Furthermore, vintage reports are by no means entirely without merit. Take for example Jancis’s recent ranking of Bordeaux vintages. The top four vintages since the new millennium are agreed as 2000, 2005, 2009 and 2010 – though the exact placement of each might be debated. At the bottom end, the years 2007, 2002 and 2011 are unanimously decreed stinkers.

Anyone with a passing acquaintance with red bordeaux would see the logic in these choices, and would almost certainly agree. It is accepted that while some of the best producers may have made good wine in off vintages, they will have certainly done better in the top-rated years. Furthermore, this argument applies across the Bordeaux map, despite the variations in terroir between the Médoc, Libournais and Graves.

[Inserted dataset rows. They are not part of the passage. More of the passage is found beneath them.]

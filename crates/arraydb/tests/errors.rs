use arraydb::{
    Array, CodecRegistry, Compression, Deserializer, Entry, Error, FlatArray, JaggedArray,
    FORMAT_VERSION, MemoryStorage, NdArrayCodec, ROOT_KEY, Result, Serializer, Storage, Version,
    deserialize, deserialize_key, serialize,
};
use serde_json::{Value, json};

fn record(value: Value) -> Entry {
    match value {
        Value::Object(map) => Entry::Record(map),
        other => panic!("not an object: {other}"),
    }
}

fn flat_storage() -> Result<MemoryStorage> {
    let mut storage = MemoryStorage::new();
    serialize(
        &FlatArray::from_vec(vec![1u32, 2, 3]).into(),
        &mut storage,
        Compression::none(),
    )?;
    Ok(storage)
}

fn jagged_storage() -> Result<MemoryStorage> {
    let mut storage = MemoryStorage::new();
    let a = JaggedArray::from_rows(vec![vec![1.1, 2.2, 3.3], vec![], vec![4.4, 5.5]]);
    serialize(&a.into(), &mut storage, Compression::none())?;
    Ok(storage)
}

/// Rewrites one field of the descriptor stored at `key`.
fn patch(storage: &mut MemoryStorage, key: &str, field: &str, value: Value) -> Result<()> {
    let mut descriptor = Deserializer::new(&*storage).descriptor(key)?;
    descriptor.set(field, value)?;
    storage.set(key, Entry::Record(descriptor.into_record()))
}

#[test]
fn test_missing_content_key() -> Result<()> {
    let mut storage = jagged_storage()?;
    let content = Deserializer::new(&storage)
        .descriptor("0")?
        .str_field("content")?
        .to_owned();
    storage.remove(&content)?;

    let err = deserialize(&storage).unwrap_err();
    assert!(matches!(err, Error::MissingKey(key) if key == content));

    Ok(())
}

#[test]
fn test_missing_payload_key() -> Result<()> {
    let mut storage = flat_storage()?;
    storage.remove("1")?;
    assert!(matches!(
        deserialize(&storage),
        Err(Error::MissingKey(key)) if key == "1"
    ));
    Ok(())
}

#[test]
fn test_empty_storage() {
    let storage = MemoryStorage::new();
    assert!(matches!(
        deserialize(&storage),
        Err(Error::MissingKey(key)) if key == ROOT_KEY
    ));
}

#[test]
fn test_unknown_descriptor_kind() -> Result<()> {
    let mut storage = flat_storage()?;
    patch(&mut storage, "0", "kind", json!("sparsearray"))?;

    let err = deserialize(&storage).unwrap_err();
    assert!(matches!(
        err,
        Error::UnknownDescriptorKind { key, kind } if key == "0" && kind == "sparsearray"
    ));

    Ok(())
}

#[test]
fn test_descriptor_without_kind() -> Result<()> {
    let mut storage = flat_storage()?;
    storage.set("0", record(json!({"dtype": "<u4", "shape": [3], "data": "1"})))?;

    assert!(matches!(
        deserialize(&storage),
        Err(Error::InvalidDescriptor { field: "kind", .. })
    ));

    Ok(())
}

#[test]
fn test_malformed_fields() -> Result<()> {
    let cases = [
        ("dtype", json!("<c16")),
        ("dtype", json!(4)),
        ("shape", json!("3")),
        ("shape", json!([-3])),
        ("data", json!(1)),
        ("compression", json!(null)),
    ];

    for (field, value) in cases {
        let mut storage = flat_storage()?;
        patch(&mut storage, "0", field, value.clone())?;
        match deserialize(&storage) {
            Err(Error::InvalidDescriptor { key, field: f, .. }) => {
                assert_eq!(key, "0");
                assert_eq!(f, field, "{value}");
            }
            other => panic!("{field} = {value}: unexpected {other:?}"),
        }
    }

    Ok(())
}

#[test]
fn test_missing_compression_field_means_none() -> Result<()> {
    let mut storage = flat_storage()?;
    let mut descriptor = Deserializer::new(&storage).descriptor("0")?.into_record();
    descriptor.remove("compression");
    storage.set("0", Entry::Record(descriptor))?;

    assert_eq!(
        deserialize(&storage)?,
        Array::from(FlatArray::from_vec(vec![1u32, 2, 3]))
    );

    Ok(())
}

#[test]
fn test_unaddressable_shape() -> Result<()> {
    let mut storage = flat_storage()?;
    patch(&mut storage, "0", "dtype", json!("|u1"))?;
    patch(&mut storage, "0", "shape", json!([usize::MAX, 0]))?;
    storage.set("1", Entry::Bytes(Vec::new()))?;

    assert!(matches!(
        deserialize(&storage),
        Err(Error::InvariantViolation(_))
    ));

    Ok(())
}

#[test]
fn test_payload_size_mismatch() -> Result<()> {
    let mut storage = flat_storage()?;
    storage.set("1", Entry::Bytes(vec![0; 11]))?;

    assert!(matches!(
        deserialize(&storage),
        Err(Error::PayloadSizeMismatch {
            expected: 12,
            actual: 11
        })
    ));

    Ok(())
}

#[test]
fn test_record_and_payload_confusion() -> Result<()> {
    let storage = flat_storage()?;
    assert!(matches!(
        deserialize_key(&storage, "1"),
        Err(Error::ExpectedRecord(key)) if key == "1"
    ));

    let mut storage = flat_storage()?;
    patch(&mut storage, "0", "data", json!("0"))?;
    assert!(matches!(
        deserialize(&storage),
        Err(Error::ExpectedPayload(key)) if key == "0"
    ));

    Ok(())
}

#[test]
fn test_cyclic_reference() -> Result<()> {
    let mut storage = jagged_storage()?;
    patch(&mut storage, "0", "content", json!("0"))?;

    assert!(matches!(
        deserialize(&storage),
        Err(Error::CyclicReference(key)) if key == "0"
    ));

    let mut storage = MemoryStorage::new();
    storage.set(
        ROOT_KEY,
        record(json!({"format": "arraydb", "version": 1, "root": "root"})),
    )?;
    assert!(matches!(
        deserialize(&storage),
        Err(Error::CyclicReference(_))
    ));

    Ok(())
}

#[test]
fn test_newer_format_version() -> Result<()> {
    let mut storage = flat_storage()?;
    storage.set(
        ROOT_KEY,
        record(json!({"format": "arraydb", "version": 2, "root": "0"})),
    )?;

    match deserialize(&storage) {
        Err(Error::DifferentVersion { found, expected }) => {
            assert_eq!(found, Version::from(2));
            assert_eq!(expected, FORMAT_VERSION);
        }
        other => panic!("unexpected {other:?}"),
    }

    // Descriptors stay readable without going through the header.
    assert!(deserialize_key(&storage, "0").is_ok());

    Ok(())
}

#[test]
fn test_offsets_must_be_flat() -> Result<()> {
    let mut storage = jagged_storage()?;
    let nested = JaggedArray::from_rows(vec![vec![1u8], vec![2]]);
    let nested = Serializer::new(&mut storage).serialize(&nested.into())?;
    patch(&mut storage, "0", "offsets", json!(nested))?;

    assert!(matches!(
        deserialize(&storage),
        Err(Error::InvariantViolation(_))
    ));

    Ok(())
}

#[test]
fn test_unsupported_type() -> Result<()> {
    let codecs = CodecRegistry::empty().with(NdArrayCodec);
    let jagged: Array = JaggedArray::from_rows(vec![vec![1i64]]).into();

    let mut storage = MemoryStorage::new();
    let err = Serializer::new(&mut storage)
        .with_codecs(&codecs)
        .serialize(&jagged)
        .unwrap_err();
    assert!(matches!(err, Error::UnsupportedType("jagged")));
    assert!(storage.is_empty());

    let err = Deserializer::new(&jagged_storage()?)
        .with_codecs(&codecs)
        .deserialize(ROOT_KEY)
        .unwrap_err();
    assert!(matches!(
        err,
        Error::UnknownDescriptorKind { kind, .. } if kind == "jaggedarray"
    ));

    Ok(())
}

#[test]
fn test_error_messages() {
    assert_eq!(
        Error::MissingKey("7".to_owned()).to_string(),
        "Missing key \"7\" in storage"
    );
    assert_eq!(
        Error::UnknownDescriptorKind {
            key: "0".to_owned(),
            kind: "sparsearray".to_owned()
        }
        .to_string(),
        "Unknown descriptor kind \"sparsearray\" at key \"0\""
    );
}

If vintage reports are too uninformative, then an alternative is the vintage chart, where numbers and symbols take the place of words. There is usually a value assigned to the overall quality of the vintage plus something to indicate how the wines are developing. The result looks suspiciously like a coded message.

91E 98T 96E 78I 95T 94T 94T 96E 91E 95T 91R 92I 95E 96T 78C 88T 85R 94I 90T 94T 95E 90E 93R 94T 94E 84E 75E 90E 90R 90T 92R 76C 86R 85R 87R 80R 92R 90T 85R 70C 92R

Is that really a truthful representation of the last 41 vintages of California North Coast Cabernet Sauvignon, as scored on eRobertParker.com, or is it a covert communiqué revealing such mysteries as how many bottles of Dom Pérignon are made each vintage, or the real production costs of a bottle of Sine Qua Non? One is only slightly less believable than the others. You decide which.

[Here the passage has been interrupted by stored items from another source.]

use std::{fmt, str::FromStr};

use serde::{Deserialize, Deserializer, Serialize, Serializer, de};

use crate::{ByteOrder, Element, Error, ListValue, Result};

/// Numeric family of an element type.
#[derive(Debug, Clone, Copy, PartialEq, Eq, Hash)]
pub enum Kind {
    /// Signed integer, `i` in dtype strings.
    Int,
    /// Unsigned integer, `u` in dtype strings.
    UInt,
    /// IEEE 754 float, `f` in dtype strings.
    Float,
}

impl Kind {
    #[inline]
    pub fn code(self) -> char {
        match self {
            Self::Int => 'i',
            Self::UInt => 'u',
            Self::Float => 'f',
        }
    }

    pub fn from_code(code: char) -> Option<Self> {
        match code {
            'i' => Some(Self::Int),
            'u' => Some(Self::UInt),
            'f' => Some(Self::Float),
            _ => None,
        }
    }

    /// Item sizes in bytes this kind supports.
    pub fn item_sizes(self) -> &'static [usize] {
        match self {
            Self::Int | Self::UInt => &[1, 2, 4, 8],
            Self::Float => &[4, 8],
        }
    }
}

/// Element type of a flat array: kind, item size and byte order.
///
/// The wire form is the numpy-style string `"<order><kind><itemsize>"`, for
/// instance `">u2"` or `"<f8"`. Single-byte types have no meaningful byte
/// order; they are rendered with `|` and always compare equal regardless of
/// the order they were built with.
#[derive(Debug, Clone, Copy, PartialEq, Eq, Hash)]
pub struct DType {
    kind: Kind,
    itemsize: usize,
    order: ByteOrder,
}

impl DType {
    pub fn new(kind: Kind, itemsize: usize, order: ByteOrder) -> Result<Self> {
        if !kind.item_sizes().contains(&itemsize) {
            return Err(Error::InvalidDType(format!(
                "{}{}{itemsize}",
                order.code(),
                kind.code()
            )));
        }
        let order = if itemsize == 1 {
            ByteOrder::NATIVE
        } else {
            order
        };
        Ok(Self {
            kind,
            itemsize,
            order,
        })
    }

    /// The dtype matching element type `T` in the given byte order.
    pub fn of<T: Element>(order: ByteOrder) -> Self {
        Self {
            kind: T::KIND,
            itemsize: T::SIZE,
            order: if T::SIZE == 1 { ByteOrder::NATIVE } else { order },
        }
    }

    #[inline]
    pub fn kind(&self) -> Kind {
        self.kind
    }

    #[inline]
    pub fn itemsize(&self) -> usize {
        self.itemsize
    }

    #[inline]
    pub fn byte_order(&self) -> ByteOrder {
        self.order
    }

    /// Same kind and size in another byte order.
    pub fn with_byte_order(self, order: ByteOrder) -> Self {
        Self {
            order: if self.itemsize == 1 {
                ByteOrder::NATIVE
            } else {
                order
            },
            ..self
        }
    }

    #[inline]
    pub fn is_integer(&self) -> bool {
        matches!(self.kind, Kind::Int | Kind::UInt)
    }

    /// Whether values of type `T` can be read from or written to this dtype.
    #[inline]
    pub fn holds<T: Element>(&self) -> bool {
        self.kind == T::KIND && self.itemsize == T::SIZE
    }

    /// Decodes the single element stored in `bytes`.
    pub fn read_value(&self, bytes: &[u8]) -> Result<ListValue> {
        let order = self.order;
        Ok(match (self.kind, self.itemsize) {
            (Kind::UInt, 1) => u8::read_bytes(bytes, order)?.into(),
            (Kind::UInt, 2) => u16::read_bytes(bytes, order)?.into(),
            (Kind::UInt, 4) => u32::read_bytes(bytes, order)?.into(),
            (Kind::UInt, 8) => u64::read_bytes(bytes, order)?.into(),
            (Kind::Int, 1) => i8::read_bytes(bytes, order)?.into(),
            (Kind::Int, 2) => i16::read_bytes(bytes, order)?.into(),
            (Kind::Int, 4) => i32::read_bytes(bytes, order)?.into(),
            (Kind::Int, 8) => i64::read_bytes(bytes, order)?.into(),
            (Kind::Float, 4) => f32::read_bytes(bytes, order)?.into(),
            (Kind::Float, 8) => f64::read_bytes(bytes, order)?.into(),
            _ => return Err(Error::InvalidDType(self.to_string())),
        })
    }
}

impl fmt::Display for DType {
    fn fmt(&self, f: &mut fmt::Formatter<'_>) -> fmt::Result {
        let order = if self.itemsize == 1 {
            '|'
        } else {
            self.order.code()
        };
        write!(f, "{order}{}{}", self.kind.code(), self.itemsize)
    }
}

impl FromStr for DType {
    type Err = Error;

    fn from_str(s: &str) -> Result<Self> {
        let invalid = || Error::InvalidDType(s.to_owned());

        let mut chars = s.chars();
        let order = chars
            .next()
            .and_then(ByteOrder::from_code)
            .ok_or_else(invalid)?;
        let kind = chars.next().and_then(Kind::from_code).ok_or_else(invalid)?;
        let digits = chars.as_str();
        if !digits.bytes().all(|b| b.is_ascii_digit()) || digits.starts_with('0') {
            return Err(invalid());
        }
        let itemsize = digits.parse::<usize>().map_err(|_| invalid())?;

        Self::new(kind, itemsize, order).map_err(|_| invalid())
    }
}

impl Serialize for DType {
    fn serialize<S: Serializer>(&self, serializer: S) -> Result<S::Ok, S::Error> {
        serializer.collect_str(self)
    }
}

impl<'de> Deserialize<'de> for DType {
    fn deserialize<D: Deserializer<'de>>(deserializer: D) -> Result<Self, D::Error> {
        let s = String::deserialize(deserializer)?;
        s.parse().map_err(de::Error::custom)
    }
}
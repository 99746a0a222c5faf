use std::fmt;

use serde::{Deserialize, Serialize};

/// Version of the on-storage schema.
///
/// Written into the root [`Header`](crate::Header) of every mapping so that a
/// reader can refuse layouts produced by a newer writer instead of
/// misinterpreting them.
#[derive(
    Default, Debug, Clone, Copy, PartialEq, Eq, PartialOrd, Ord, Hash, Serialize, Deserialize,
)]
#[serde(transparent)]
#[must_use = "Version values should be used for compatibility checks"]
pub struct Version(u32);

impl Version {
    pub const ONE: Self = Self(1);
}

/// Schema version written by this crate.
pub const FORMAT_VERSION: Version = Version::ONE;

impl fmt::Display for Version {
    fn fmt(&self, f: &mut fmt::Formatter<'_>) -> fmt::Result {
        write!(f, "v{}", self.0)
    }
}

impl From<Version> for u32 {
    fn from(value: Version) -> u32 {
        value.0
    }
}

impl From<u32> for Version {
    fn from(value: u32) -> Self {
        Self(value)
    }
}
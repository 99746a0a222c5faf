/// Marks the branch taken when `b` is true as cold.
#[inline(always)]
pub(crate) fn unlikely(b: bool) -> bool {
    if b {
        cold();
    }
    b
}

#[inline(always)]
#[cold]
fn cold() {}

The Wine Society’s efforts (below) are more like semaphore, somehow in keeping with their polite Britishness. The secret message below is probably more like wartime propaganda: Chablis Keeps The Empire Healthy or Do Your Bit – Buy In Magnum!

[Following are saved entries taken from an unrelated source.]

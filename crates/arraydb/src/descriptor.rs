use serde::{Deserialize, Serialize, de::DeserializeOwned};
use serde_json::{Map, Value};

use crate::{Error, Result};

/// Self-describing record emitted for every serialized array.
///
/// A flat mapping of field names to JSON primitives. References to payloads
/// and to other descriptors are plain string fields holding storage keys, so
/// the descriptors of one value form a DAG addressed through the storage.
///
/// Wire shape:
///
/// ```text
/// {"kind": "ndarray", "dtype": ">u2", "shape": [20, 5], "compression": "none", "data": "1"}
/// {"kind": "jaggedarray", "offsets": "1", "content": "3"}
/// ```
#[derive(Debug, Clone, Default, PartialEq)]
pub struct Descriptor {
    key: String,
    fields: Map<String, Value>,
}

impl Descriptor {
    pub const KIND: &'static str = "kind";
    pub const DTYPE: &'static str = "dtype";
    pub const SHAPE: &'static str = "shape";
    pub const COMPRESSION: &'static str = "compression";
    pub const DATA: &'static str = "data";
    pub const OFFSETS: &'static str = "offsets";
    pub const CONTENT: &'static str = "content";

    pub fn new(kind: &str) -> Self {
        let mut fields = Map::new();
        fields.insert(Self::KIND.to_owned(), Value::from(kind));
        Self {
            key: String::new(),
            fields,
        }
    }

    /// Wraps a record read from storage under `key`.
    pub fn from_record(key: &str, fields: Map<String, Value>) -> Self {
        Self {
            key: key.to_owned(),
            fields,
        }
    }

    pub fn with(mut self, field: &str, value: impl Serialize) -> Result<Self> {
        self.set(field, value)?;
        Ok(self)
    }

    pub fn set(&mut self, field: &str, value: impl Serialize) -> Result<()> {
        self.fields
            .insert(field.to_owned(), serde_json::to_value(value)?);
        Ok(())
    }

    /// Storage key this descriptor was read from, empty while encoding.
    #[inline]
    pub fn key(&self) -> &str {
        &self.key
    }

    #[inline]
    pub fn fields(&self) -> &Map<String, Value> {
        &self.fields
    }

    pub fn into_record(self) -> Map<String, Value> {
        self.fields
    }

    pub fn get(&self, field: &str) -> Option<&Value> {
        self.fields.get(field)
    }

    pub fn kind(&self) -> Result<&str> {
        self.str_field(Self::KIND)
    }

    pub fn str_field(&self, field: &'static str) -> Result<&str> {
        self.required(field)?
            .as_str()
            .ok_or_else(|| self.invalid(field, "expected a string"))
    }

    /// Parses a field through serde.
    pub fn parse<T: DeserializeOwned>(&self, field: &'static str) -> Result<T> {
        Deserialize::deserialize(self.required(field)?)
            .map_err(|e: serde_json::Error| self.invalid(field, e.to_string()))
    }

    fn required(&self, field: &'static str) -> Result<&Value> {
        self.fields
            .get(field)
            .ok_or_else(|| self.invalid(field, "missing field"))
    }

    pub fn invalid(&self, field: &'static str, reason: impl Into<String>) -> Error {
        Error::InvalidDescriptor {
            key: self.key.clone(),
            field,
            reason: reason.into(),
        }
    }
}
use serde::{Deserialize, Serialize};
use serde_json::{Map, Value};

use crate::{Error, FORMAT_VERSION, Result, Version};

/// Well-known key of the header naming the default root of a mapping.
pub const ROOT_KEY: &str = "root";

const FORMAT_NAME: &str = "arraydb";

/// Record stored at [`ROOT_KEY`]: which descriptor to start reading from and
/// which schema version wrote it.
#[derive(Debug, Clone, PartialEq, Eq, Serialize, Deserialize)]
pub struct Header {
    format: String,
    version: Version,
    root: String,
}

impl Header {
    pub fn new(root: &str) -> Self {
        Self {
            format: FORMAT_NAME.to_owned(),
            version: FORMAT_VERSION,
            root: root.to_owned(),
        }
    }

    #[inline]
    pub fn root(&self) -> &str {
        &self.root
    }

    #[inline]
    pub fn version(&self) -> Version {
        self.version
    }

    /// Whether a record is a header rather than a descriptor.
    pub fn is_header(record: &Map<String, Value>) -> bool {
        record.get("format").and_then(Value::as_str) == Some(FORMAT_NAME)
    }

    pub fn from_record(record: &Map<String, Value>) -> Result<Self> {
        let header: Self = serde_json::from_value(Value::Object(record.clone()))?;
        header.verify()?;
        Ok(header)
    }

    pub fn to_record(&self) -> Result<Map<String, Value>> {
        let mut record = Map::new();
        record.insert("format".to_owned(), Value::from(self.format.as_str()));
        record.insert("version".to_owned(), serde_json::to_value(self.version)?);
        record.insert("root".to_owned(), Value::from(self.root.as_str()));
        Ok(record)
    }

    fn verify(&self) -> Result<()> {
        if self.version > FORMAT_VERSION {
            return Err(Error::DifferentVersion {
                found: self.version,
                expected: FORMAT_VERSION,
            });
        }
        Ok(())
    }
}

Analysing the Parker vintage chart more closely reveals something that might further undermine the usefulness of summarising vintage. Over the decades covered, there is a distinct trend detectable. In the 1970s, the average score across all regions and years was 83.4. In the 1980s it was 85.1, then 86.6 in the 1990s and 89.9 in the 2000s. Furthermore, the interval between highest and lowest scores contracts as time goes on.

We’re all aware that wine quality is rising on average, partly thanks to an improved understanding of viticulture and vinification but also partly due to climate change. The sort of disastrous vintages that befell the '70s and before are literally a thing of the past. 

Assuming that continues, then knowing about vintage becomes less critical, surely. In this context, losing one aspect of wine’s famous complication might not be such a bad thing. Going further, if vintage variation really were to lose significance, then the next step would be a non-vintage model: blending together the product of several different harvests to ensure a consistent high standard every time – as practised for tawny port, sherry and champagne.

After all, wouldn't it be better if you knew every bottle of Ch Lafite NV or Tignanello NV or Grange NV was going to deliver the same high standard of quality every time? Would wild annual fluctuations in quality be tolerated for Scotch whiskies or designer handbags or performance sports cars?

Arguing that unpredictability is somehow advantageous – an intrinsic part of a product's appeal – is exactly the kind of wine-minded argument that makes absolutely no sense to anyone else and makes us all look bonkers. It might sound sacrilegious to say so, but I'd be happy to consign vintages to history.